>>>

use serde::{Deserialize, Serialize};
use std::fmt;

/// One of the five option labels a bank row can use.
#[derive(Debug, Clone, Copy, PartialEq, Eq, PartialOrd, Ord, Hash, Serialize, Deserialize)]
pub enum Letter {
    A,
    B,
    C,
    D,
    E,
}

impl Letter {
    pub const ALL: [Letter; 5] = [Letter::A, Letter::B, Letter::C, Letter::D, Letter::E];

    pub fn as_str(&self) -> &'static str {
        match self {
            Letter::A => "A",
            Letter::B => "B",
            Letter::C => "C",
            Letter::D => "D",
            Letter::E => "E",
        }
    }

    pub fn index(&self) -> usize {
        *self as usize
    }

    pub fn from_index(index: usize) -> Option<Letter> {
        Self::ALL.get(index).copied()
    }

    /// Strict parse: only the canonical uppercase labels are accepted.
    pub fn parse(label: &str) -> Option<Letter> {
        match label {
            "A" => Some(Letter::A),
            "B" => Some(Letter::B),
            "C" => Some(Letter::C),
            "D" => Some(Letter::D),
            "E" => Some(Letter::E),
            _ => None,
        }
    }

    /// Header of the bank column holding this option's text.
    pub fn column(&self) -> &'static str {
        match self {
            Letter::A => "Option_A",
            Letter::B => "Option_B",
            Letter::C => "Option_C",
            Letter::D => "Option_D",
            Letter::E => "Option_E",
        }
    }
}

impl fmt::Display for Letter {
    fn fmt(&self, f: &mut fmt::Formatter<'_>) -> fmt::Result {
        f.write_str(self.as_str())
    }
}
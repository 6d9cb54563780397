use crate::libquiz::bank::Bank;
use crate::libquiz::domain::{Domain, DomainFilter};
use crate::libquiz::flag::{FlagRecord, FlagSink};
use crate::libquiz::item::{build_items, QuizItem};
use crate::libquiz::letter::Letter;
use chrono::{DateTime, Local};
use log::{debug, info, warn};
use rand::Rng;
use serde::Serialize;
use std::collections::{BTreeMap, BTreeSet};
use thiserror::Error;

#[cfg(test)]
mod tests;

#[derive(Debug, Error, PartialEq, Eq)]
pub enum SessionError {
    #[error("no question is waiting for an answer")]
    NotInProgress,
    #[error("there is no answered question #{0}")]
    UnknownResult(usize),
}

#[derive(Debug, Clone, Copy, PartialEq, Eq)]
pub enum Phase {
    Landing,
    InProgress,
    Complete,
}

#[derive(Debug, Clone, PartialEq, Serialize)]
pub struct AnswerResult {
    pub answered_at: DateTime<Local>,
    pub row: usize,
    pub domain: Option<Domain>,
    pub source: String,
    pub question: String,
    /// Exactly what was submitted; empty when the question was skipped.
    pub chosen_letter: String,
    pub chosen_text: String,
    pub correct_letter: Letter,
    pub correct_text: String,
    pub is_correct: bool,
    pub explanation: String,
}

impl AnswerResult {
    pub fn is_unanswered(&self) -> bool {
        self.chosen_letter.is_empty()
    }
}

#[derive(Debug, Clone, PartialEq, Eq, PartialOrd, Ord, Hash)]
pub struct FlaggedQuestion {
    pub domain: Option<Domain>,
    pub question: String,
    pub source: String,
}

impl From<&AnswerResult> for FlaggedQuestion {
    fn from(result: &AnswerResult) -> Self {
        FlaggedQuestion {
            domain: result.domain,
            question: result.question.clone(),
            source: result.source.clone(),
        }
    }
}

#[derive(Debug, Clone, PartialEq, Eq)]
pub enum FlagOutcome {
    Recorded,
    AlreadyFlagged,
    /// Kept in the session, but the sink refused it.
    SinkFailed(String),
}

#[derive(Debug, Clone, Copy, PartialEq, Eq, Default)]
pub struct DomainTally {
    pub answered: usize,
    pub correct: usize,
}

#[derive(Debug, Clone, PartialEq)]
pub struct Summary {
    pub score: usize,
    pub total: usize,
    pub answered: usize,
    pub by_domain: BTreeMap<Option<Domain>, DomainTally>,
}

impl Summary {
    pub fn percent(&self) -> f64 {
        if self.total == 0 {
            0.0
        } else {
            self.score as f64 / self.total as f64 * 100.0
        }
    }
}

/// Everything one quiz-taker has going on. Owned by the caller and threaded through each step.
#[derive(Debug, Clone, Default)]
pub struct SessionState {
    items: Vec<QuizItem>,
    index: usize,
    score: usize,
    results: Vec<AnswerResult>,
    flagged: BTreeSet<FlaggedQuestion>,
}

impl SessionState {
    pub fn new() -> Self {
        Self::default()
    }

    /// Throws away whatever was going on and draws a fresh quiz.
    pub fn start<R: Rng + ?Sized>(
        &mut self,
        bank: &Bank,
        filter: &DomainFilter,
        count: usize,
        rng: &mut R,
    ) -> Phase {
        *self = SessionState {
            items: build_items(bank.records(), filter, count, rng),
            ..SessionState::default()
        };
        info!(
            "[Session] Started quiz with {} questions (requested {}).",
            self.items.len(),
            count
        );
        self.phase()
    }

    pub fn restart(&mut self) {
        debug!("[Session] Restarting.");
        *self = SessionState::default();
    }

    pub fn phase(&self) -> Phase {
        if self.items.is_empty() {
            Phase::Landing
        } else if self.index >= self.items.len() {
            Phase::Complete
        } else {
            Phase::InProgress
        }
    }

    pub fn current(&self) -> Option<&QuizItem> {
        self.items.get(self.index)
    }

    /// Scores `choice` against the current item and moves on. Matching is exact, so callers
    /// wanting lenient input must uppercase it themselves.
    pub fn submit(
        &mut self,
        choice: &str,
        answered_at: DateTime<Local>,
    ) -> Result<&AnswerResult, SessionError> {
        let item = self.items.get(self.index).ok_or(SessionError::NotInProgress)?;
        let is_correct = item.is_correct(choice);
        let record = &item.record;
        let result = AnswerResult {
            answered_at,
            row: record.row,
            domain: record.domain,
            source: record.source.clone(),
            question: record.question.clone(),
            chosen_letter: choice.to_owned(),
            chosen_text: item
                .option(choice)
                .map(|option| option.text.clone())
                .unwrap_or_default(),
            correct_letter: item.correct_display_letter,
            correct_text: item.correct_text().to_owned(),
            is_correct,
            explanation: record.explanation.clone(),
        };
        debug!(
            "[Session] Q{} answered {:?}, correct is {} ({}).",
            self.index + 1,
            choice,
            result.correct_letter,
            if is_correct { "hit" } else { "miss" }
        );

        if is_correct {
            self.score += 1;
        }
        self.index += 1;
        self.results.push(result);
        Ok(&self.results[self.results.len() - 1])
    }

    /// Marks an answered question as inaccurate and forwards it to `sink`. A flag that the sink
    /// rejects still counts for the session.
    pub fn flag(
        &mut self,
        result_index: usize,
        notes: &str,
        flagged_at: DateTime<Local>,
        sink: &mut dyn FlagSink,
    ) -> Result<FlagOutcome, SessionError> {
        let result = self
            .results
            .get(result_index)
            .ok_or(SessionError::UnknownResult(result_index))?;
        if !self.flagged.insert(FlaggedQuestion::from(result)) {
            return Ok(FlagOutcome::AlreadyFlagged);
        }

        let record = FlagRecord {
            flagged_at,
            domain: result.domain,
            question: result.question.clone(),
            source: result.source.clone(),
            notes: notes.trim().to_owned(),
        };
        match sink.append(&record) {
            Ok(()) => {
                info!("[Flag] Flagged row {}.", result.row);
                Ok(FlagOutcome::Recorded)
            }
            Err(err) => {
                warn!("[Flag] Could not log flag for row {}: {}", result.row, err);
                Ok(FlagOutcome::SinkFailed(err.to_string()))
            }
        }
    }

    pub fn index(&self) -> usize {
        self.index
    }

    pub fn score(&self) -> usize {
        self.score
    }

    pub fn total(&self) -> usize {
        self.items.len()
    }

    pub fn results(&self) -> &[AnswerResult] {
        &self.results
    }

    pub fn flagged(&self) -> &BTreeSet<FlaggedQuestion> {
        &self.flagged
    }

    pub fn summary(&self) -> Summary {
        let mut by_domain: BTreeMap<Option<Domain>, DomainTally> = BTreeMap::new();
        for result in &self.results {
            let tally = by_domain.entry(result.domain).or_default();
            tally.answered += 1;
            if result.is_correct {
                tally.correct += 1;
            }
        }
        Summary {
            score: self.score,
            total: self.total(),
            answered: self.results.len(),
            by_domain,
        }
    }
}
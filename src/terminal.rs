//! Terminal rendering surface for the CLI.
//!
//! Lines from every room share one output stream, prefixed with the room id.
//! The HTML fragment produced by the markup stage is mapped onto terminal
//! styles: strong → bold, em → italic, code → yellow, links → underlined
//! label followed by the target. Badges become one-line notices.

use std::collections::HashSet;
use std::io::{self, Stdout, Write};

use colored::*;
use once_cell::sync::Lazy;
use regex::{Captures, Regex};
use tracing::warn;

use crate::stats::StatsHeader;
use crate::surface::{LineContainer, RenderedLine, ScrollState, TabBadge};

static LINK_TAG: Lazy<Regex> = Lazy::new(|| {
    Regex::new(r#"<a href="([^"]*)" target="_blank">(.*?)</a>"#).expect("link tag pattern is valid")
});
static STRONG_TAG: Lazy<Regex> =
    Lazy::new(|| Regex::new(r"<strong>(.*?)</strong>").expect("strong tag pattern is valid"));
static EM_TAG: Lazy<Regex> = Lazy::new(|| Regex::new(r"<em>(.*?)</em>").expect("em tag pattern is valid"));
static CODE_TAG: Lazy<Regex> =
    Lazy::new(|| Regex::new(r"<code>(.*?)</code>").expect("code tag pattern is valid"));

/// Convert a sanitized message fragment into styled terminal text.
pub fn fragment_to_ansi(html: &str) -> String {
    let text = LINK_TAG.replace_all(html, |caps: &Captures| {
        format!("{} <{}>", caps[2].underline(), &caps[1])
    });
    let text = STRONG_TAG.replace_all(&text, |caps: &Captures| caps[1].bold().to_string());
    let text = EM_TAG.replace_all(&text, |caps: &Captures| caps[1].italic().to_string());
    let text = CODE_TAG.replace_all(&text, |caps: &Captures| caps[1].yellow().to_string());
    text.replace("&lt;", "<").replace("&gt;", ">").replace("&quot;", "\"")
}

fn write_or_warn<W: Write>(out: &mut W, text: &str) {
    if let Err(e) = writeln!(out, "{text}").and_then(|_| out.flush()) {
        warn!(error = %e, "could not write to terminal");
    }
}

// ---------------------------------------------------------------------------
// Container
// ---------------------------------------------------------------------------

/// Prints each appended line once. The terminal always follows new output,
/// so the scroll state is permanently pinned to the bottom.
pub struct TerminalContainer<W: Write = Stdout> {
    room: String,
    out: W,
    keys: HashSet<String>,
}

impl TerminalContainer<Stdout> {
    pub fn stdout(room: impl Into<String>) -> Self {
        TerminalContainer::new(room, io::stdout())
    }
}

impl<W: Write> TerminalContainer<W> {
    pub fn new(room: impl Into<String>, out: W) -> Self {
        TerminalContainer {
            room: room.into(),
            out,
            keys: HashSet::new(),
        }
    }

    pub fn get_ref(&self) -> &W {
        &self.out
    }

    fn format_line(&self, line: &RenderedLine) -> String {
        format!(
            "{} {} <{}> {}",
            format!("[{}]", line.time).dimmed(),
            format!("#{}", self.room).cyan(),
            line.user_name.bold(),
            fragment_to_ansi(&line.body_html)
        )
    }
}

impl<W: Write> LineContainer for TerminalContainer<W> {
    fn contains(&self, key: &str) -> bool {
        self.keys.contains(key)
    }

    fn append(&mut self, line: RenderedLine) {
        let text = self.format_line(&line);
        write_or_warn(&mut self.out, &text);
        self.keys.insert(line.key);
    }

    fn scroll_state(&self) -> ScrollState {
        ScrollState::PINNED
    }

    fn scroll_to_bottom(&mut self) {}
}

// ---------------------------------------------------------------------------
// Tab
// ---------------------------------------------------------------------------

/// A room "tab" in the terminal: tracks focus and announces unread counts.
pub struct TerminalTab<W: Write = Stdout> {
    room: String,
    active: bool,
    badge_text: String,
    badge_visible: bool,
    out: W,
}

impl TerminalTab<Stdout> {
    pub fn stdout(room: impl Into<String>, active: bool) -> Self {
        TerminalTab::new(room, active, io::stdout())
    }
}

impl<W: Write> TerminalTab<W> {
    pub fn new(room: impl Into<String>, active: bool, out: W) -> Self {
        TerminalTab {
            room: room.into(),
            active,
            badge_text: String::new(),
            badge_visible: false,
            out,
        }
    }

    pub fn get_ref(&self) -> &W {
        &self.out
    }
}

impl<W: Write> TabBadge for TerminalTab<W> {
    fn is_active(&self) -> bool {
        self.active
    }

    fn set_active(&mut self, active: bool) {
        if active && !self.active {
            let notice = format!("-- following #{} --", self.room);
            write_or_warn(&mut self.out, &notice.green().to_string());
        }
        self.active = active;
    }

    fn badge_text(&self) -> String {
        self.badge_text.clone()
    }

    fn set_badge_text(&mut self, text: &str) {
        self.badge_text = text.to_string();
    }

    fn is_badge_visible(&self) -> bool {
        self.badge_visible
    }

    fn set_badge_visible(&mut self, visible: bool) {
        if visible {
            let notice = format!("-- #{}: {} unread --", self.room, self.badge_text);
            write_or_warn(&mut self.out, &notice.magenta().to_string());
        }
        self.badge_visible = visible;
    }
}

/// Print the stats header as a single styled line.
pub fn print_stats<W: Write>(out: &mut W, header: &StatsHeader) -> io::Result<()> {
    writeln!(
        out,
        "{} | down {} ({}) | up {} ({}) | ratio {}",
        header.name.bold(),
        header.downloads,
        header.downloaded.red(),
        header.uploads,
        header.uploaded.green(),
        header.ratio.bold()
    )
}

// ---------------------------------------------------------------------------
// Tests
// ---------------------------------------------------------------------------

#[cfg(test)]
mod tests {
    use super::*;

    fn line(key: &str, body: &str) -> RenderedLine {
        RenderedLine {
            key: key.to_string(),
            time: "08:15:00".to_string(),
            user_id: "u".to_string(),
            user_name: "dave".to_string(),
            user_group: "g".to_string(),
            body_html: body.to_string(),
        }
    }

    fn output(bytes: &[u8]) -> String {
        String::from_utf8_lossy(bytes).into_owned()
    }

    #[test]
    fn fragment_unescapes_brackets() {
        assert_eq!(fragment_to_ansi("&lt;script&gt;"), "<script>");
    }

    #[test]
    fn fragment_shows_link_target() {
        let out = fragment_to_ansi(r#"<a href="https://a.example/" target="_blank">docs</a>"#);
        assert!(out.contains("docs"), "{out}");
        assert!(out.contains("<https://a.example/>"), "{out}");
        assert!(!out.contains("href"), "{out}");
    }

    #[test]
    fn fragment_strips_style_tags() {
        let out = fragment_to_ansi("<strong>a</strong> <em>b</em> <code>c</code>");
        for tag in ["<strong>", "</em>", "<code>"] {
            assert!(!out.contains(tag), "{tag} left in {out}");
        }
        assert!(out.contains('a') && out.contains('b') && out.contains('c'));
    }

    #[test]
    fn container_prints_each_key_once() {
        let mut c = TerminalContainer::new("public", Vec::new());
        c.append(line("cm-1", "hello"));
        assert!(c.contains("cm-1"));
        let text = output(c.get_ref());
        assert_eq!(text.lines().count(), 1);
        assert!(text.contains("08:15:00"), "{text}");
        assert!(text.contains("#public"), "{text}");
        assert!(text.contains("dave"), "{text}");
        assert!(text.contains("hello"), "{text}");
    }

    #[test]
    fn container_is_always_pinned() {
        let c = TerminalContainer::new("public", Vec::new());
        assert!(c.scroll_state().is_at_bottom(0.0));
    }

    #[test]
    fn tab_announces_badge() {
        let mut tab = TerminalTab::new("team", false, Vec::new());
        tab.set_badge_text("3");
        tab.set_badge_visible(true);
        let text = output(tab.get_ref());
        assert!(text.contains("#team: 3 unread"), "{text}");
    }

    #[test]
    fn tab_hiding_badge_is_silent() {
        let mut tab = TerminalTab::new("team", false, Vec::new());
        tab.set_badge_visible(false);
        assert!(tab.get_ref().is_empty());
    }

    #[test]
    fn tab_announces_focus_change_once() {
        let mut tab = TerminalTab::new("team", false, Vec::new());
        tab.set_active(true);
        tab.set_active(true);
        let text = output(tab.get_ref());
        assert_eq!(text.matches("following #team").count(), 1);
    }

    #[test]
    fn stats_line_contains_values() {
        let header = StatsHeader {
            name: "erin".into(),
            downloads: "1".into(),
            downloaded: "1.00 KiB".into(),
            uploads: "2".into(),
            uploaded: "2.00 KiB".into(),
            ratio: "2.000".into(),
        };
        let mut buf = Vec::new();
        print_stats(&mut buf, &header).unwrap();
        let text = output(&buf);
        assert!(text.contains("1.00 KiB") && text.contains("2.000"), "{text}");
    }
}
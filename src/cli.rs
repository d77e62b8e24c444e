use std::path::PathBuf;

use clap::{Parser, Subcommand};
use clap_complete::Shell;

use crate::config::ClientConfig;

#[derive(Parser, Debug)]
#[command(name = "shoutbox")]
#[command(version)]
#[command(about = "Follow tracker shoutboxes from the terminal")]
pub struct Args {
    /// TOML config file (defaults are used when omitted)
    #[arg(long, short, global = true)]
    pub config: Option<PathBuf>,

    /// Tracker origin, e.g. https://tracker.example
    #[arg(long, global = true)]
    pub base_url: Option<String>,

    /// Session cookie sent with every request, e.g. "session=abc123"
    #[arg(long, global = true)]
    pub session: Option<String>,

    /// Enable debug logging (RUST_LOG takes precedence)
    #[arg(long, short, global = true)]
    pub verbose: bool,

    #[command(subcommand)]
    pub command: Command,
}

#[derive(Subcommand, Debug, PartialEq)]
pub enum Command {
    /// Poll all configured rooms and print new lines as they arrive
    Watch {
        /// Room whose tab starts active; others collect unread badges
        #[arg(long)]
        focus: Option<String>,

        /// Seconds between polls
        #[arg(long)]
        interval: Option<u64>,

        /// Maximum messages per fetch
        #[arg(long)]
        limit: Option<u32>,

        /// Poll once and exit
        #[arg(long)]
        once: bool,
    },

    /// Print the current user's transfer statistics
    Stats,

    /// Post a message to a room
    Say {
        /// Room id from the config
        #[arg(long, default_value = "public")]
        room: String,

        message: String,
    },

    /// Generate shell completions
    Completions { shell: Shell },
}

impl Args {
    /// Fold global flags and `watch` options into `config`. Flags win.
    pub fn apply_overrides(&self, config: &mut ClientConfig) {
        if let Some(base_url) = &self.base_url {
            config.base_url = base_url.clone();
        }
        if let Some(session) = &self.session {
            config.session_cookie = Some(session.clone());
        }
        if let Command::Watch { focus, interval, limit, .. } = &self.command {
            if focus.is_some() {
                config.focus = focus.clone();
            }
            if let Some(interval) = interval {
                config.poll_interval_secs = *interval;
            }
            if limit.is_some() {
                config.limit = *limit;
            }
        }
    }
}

<<<

**What you are asked to do**
Every line of the records that includes the word "SessionError" should be gathered.

**Output**
pub enum SessionError {
    ) -> Result<&AnswerResult, SessionError> {
        let item = self.items.get(self.index).ok_or(SessionError::NotInProgress)?;
    ) -> Result<FlagOutcome, SessionError> {
            .ok_or(SessionError::UnknownResult(result_index))?;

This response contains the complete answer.